Objective  To determine the accuracy of modern, contrast-enhanced, multidetector computed tomography in the diagnosis of ECS of cervical lymph node metastases from squamous cell carcinoma of the head and neck.

Design, Setting, and Participants  Retrospective observational study at an academic tertiary referral center among 100 consecutive patients between May 1, 2007, and February 1, 2012, who underwent a lateral cervical neck dissection for squamous cell carcinoma of the head and neck with neck metastases of at least 1 cm in diameter on pathologic assessment. Exclusion criteria included malignant neoplasms other than squamous cell carcinoma, a delay in surgery longer than 6 weeks from the time of staging computed tomography, and prior treatment of the neck or recurrent disease or a second primary.

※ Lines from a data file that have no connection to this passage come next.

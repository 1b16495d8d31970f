pub mod orchestration;

pub use orchestration::{
    run_history, run_publish, select_history_tags, PublishOptions, PublishOutcome,
};
// tests/git_repository_test.rs
//
// Exercises Git2Repository against a real temporary repository.

use assembly_publish::git::{Git2Repository, Repository as _};
use git2::Repository;
use std::fs;
use std::path::Path;
use tempfile::TempDir;

// Helper function to setup a temporary git repo for testing
fn setup_test_repo() -> TempDir {
    let temp_dir = TempDir::new().expect("Could not create temp dir");

    let repo = Repository::init(temp_dir.path()).expect("Could not init git repo");

    {
        let mut config = repo.config().expect("Could not get config");
        config
            .set_str("user.name", "Test User")
            .expect("Could not set user.name");
        config
            .set_str("user.email", "test@example.com")
            .expect("Could not set user.email");
    }

    let content_path = temp_dir.path().join("AssemblyInfo.cs");
    fs::write(
        &content_path,
        "[assembly: AssemblyVersion(\"1.0.0.0\")]\n[assembly: AssemblyFileVersion(\"1.0.0.0\")]\n",
    )
    .expect("Could not write initial file");

    let mut index = repo.index().expect("Could not get index");
    index
        .add_path(Path::new("AssemblyInfo.cs"))
        .expect("Could not add file to index");
    index.write().expect("Could not write index");

    let tree_id = index.write_tree().expect("Could not write tree");
    let tree = repo.find_tree(tree_id).expect("Could not find tree");

    repo.commit(
        Some("HEAD"),
        &repo.signature().expect("Could not get sig"),
        &repo.signature().expect("Could not get sig"),
        "Initial commit",
        &tree,
        &[],
    )
    .expect("Could not create commit");

    temp_dir
}

#[test]
fn test_head_commit_id_is_short() {
    let temp_dir = setup_test_repo();
    let repo = Git2Repository::open(temp_dir.path()).unwrap();

    let id = repo.head_commit_id().unwrap();
    assert_eq!(id.len(), 7);
    assert!(id.chars().all(|c| c.is_ascii_hexdigit()));
}

#[test]
fn test_stage_and_commit() {
    let temp_dir = setup_test_repo();
    let repo = Git2Repository::open(temp_dir.path()).unwrap();

    fs::write(
        temp_dir.path().join("AssemblyInfo.cs"),
        "[assembly: AssemblyVersion(\"1.0.0.1\")]\n[assembly: AssemblyFileVersion(\"1.0.0.1\")]\n",
    )
    .unwrap();

    repo.stage_path(Path::new("AssemblyInfo.cs")).unwrap();
    repo.commit("Change version to: v1.0.0.1 Mode: revision")
        .unwrap();

    let raw = Repository::open(temp_dir.path()).unwrap();
    let head = raw.head().unwrap().peel_to_commit().unwrap();
    assert_eq!(
        head.message().unwrap(),
        "Change version to: v1.0.0.1 Mode: revision"
    );
    assert_eq!(head.parent_count(), 1);
}

#[test]
fn test_create_and_find_annotated_tag() {
    let temp_dir = setup_test_repo();
    let repo = Git2Repository::open(temp_dir.path()).unwrap();

    repo.create_annotated_tag("v1.0.0.0", "production").unwrap();

    assert!(repo.tag_exists("v1.0.0.0").unwrap());
    assert!(!repo.tag_exists("v9.9.9.9").unwrap());

    let details = repo.list_tag_details().unwrap();
    assert_eq!(details.len(), 1);
    assert_eq!(details[0].name, "v1.0.0.0");
    assert_eq!(details[0].message, "production");
    assert_eq!(details[0].tagger, "Test User");
    assert!(details[0].when_unix > 0);
}

#[test]
fn test_duplicate_tag_fails() {
    let temp_dir = setup_test_repo();
    let repo = Git2Repository::open(temp_dir.path()).unwrap();

    repo.create_annotated_tag("v1.0.0.0", "major").unwrap();
    assert!(repo.create_annotated_tag("v1.0.0.0", "major").is_err());
}

#[test]
fn test_lightweight_tag_falls_back_to_commit_author() {
    let temp_dir = setup_test_repo();

    let raw = Repository::open(temp_dir.path()).unwrap();
    let head = raw.head().unwrap().peel_to_commit().unwrap();
    raw.tag_lightweight("v0.9.0.0", head.as_object(), false)
        .unwrap();

    let repo = Git2Repository::open(temp_dir.path()).unwrap();
    let details = repo.list_tag_details().unwrap();

    assert_eq!(details.len(), 1);
    assert_eq!(details[0].name, "v0.9.0.0");
    assert_eq!(details[0].message, "");
    assert_eq!(details[0].tagger, "Test User");
}

#[test]
fn test_push_to_missing_remote_is_a_remote_error() {
    let temp_dir = setup_test_repo();
    let repo = Git2Repository::open(temp_dir.path()).unwrap();

    let result = repo.push_tag("origin", "v1.0.0.0");
    assert!(result.is_err());
    assert!(result
        .unwrap_err()
        .to_string()
        .contains("No remote named 'origin'"));
}
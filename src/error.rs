use thiserror::Error;

/// Unified error type for assembly-publish operations
#[derive(Error, Debug)]
pub enum PublishError {
    #[error("Invalid version format: {0}")]
    Version(String),

    #[error("Unknown bump mode: {0}")]
    Mode(String),

    #[error("Metadata file error: {0}")]
    Metadata(String),

    #[error("Tag error: {0}")]
    Tag(String),

    #[error("Configuration error: {0}")]
    Config(String),

    #[error("Remote operation failed: {0}")]
    Remote(String),

    #[error("Git operation failed: {0}")]
    Git(#[from] git2::Error),

    #[error("I/O error: {0}")]
    Io(#[from] std::io::Error),
}

/// Convenience type alias for Results in assembly-publish
pub type Result<T> = std::result::Result<T, PublishError>;

impl PublishError {
    /// Create a version format error with context
    pub fn version(msg: impl Into<String>) -> Self {
        PublishError::Version(msg.into())
    }

    /// Create an unknown-mode error with context
    pub fn mode(msg: impl Into<String>) -> Self {
        PublishError::Mode(msg.into())
    }

    /// Create a metadata file error with context
    pub fn metadata(msg: impl Into<String>) -> Self {
        PublishError::Metadata(msg.into())
    }

    /// Create a tag error with context
    pub fn tag(msg: impl Into<String>) -> Self {
        PublishError::Tag(msg.into())
    }

    /// Create a configuration error with context
    pub fn config(msg: impl Into<String>) -> Self {
        PublishError::Config(msg.into())
    }

    /// Create a remote error with context
    pub fn remote(msg: impl Into<String>) -> Self {
        PublishError::Remote(msg.into())
    }
}
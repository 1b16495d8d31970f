//! User interface module - interaction (prompts) and formatting.
//!
//! Separates concerns:
//! - `formatter` - Pure formatting functions
//! - This module - Interactive prompts and user input handling

use std::io::{self, Write};

use crate::error::Result;

pub mod formatter;

// Re-export formatter functions for convenience
pub use formatter::{
    display_error, display_status, display_success, display_tag_history, display_version_change,
    display_warning,
};

/// Prompts user to confirm an action with a yes/no prompt.
///
/// Displays the given prompt and accepts "y" or "yes" (case-insensitive) as
/// confirmation. Default is "no" if user presses Enter.
///
/// # Arguments
/// * `prompt` - The prompt message to display (without the "(y/N): " suffix)
///
/// # Returns
/// * `Ok(true)` - If user entered "y" or "yes"
/// * `Ok(false)` - Otherwise (including Enter, or "n"/"no")
/// * `Err` - If input error occurs
pub fn confirm_action(prompt: &str) -> Result<bool> {
    print!("\n{} (y/N): ", prompt);
    io::stdout().flush()?;

    let mut input = String::new();
    io::stdin().read_line(&mut input)?;

    let response = input.trim().to_lowercase();
    Ok(response == "y" || response == "yes")
}

/// Prompts user to confirm pushing the release to a remote.
///
/// Default is to push (user must enter 'n' or 'no' to decline).
///
/// # Arguments
/// * `tag` - The tag that was created locally
/// * `remote` - The remote name (e.g., "origin")
///
/// # Returns
/// * `Ok(true)` - If user confirms (or presses Enter)
/// * `Ok(false)` - If user enters 'n' or 'no'
/// * `Err` - If input error occurs
pub fn confirm_push(tag: &str, remote: &str) -> Result<bool> {
    print!(
        "\nTag '{}' created locally. Push commit and tag to '{}' (Y/n): ",
        tag, remote
    );
    io::stdout().flush()?;

    let mut input = String::new();
    io::stdin().read_line(&mut input)?;

    let response = input.trim().to_lowercase();
    Ok(!(response == "n" || response == "no"))
}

Main Outcomes and Measures  Each patient was independently assigned a subjective score for the presence of ECS by 2 Certificate of Added Qualification–certified neuroradiologists according to a 5-point scale. Receiver operating characteristic curves were generated, and sensitivity, specificity, accuracy, positive predictive value, and negative predictive value were calculated for each observer.

Results  The areas under the receiver operating characteristic curve for observers 1 and 2 are 0.678 (95% CI, 0.578-0.768) and 0.621 (95% CI, 0.518-0.716), respectively. For observer 1, the positive and negative predictive values for the detection of ECS were 84% (95% CI, 68%-93%) and 49% (95% CI, 36%-62%), respectively. For observer 2, the positive and negative predictive values for the detection of ECS were 71% (95% CI, 57%-82%) and 48% (95% CI, 32%-64%), respectively.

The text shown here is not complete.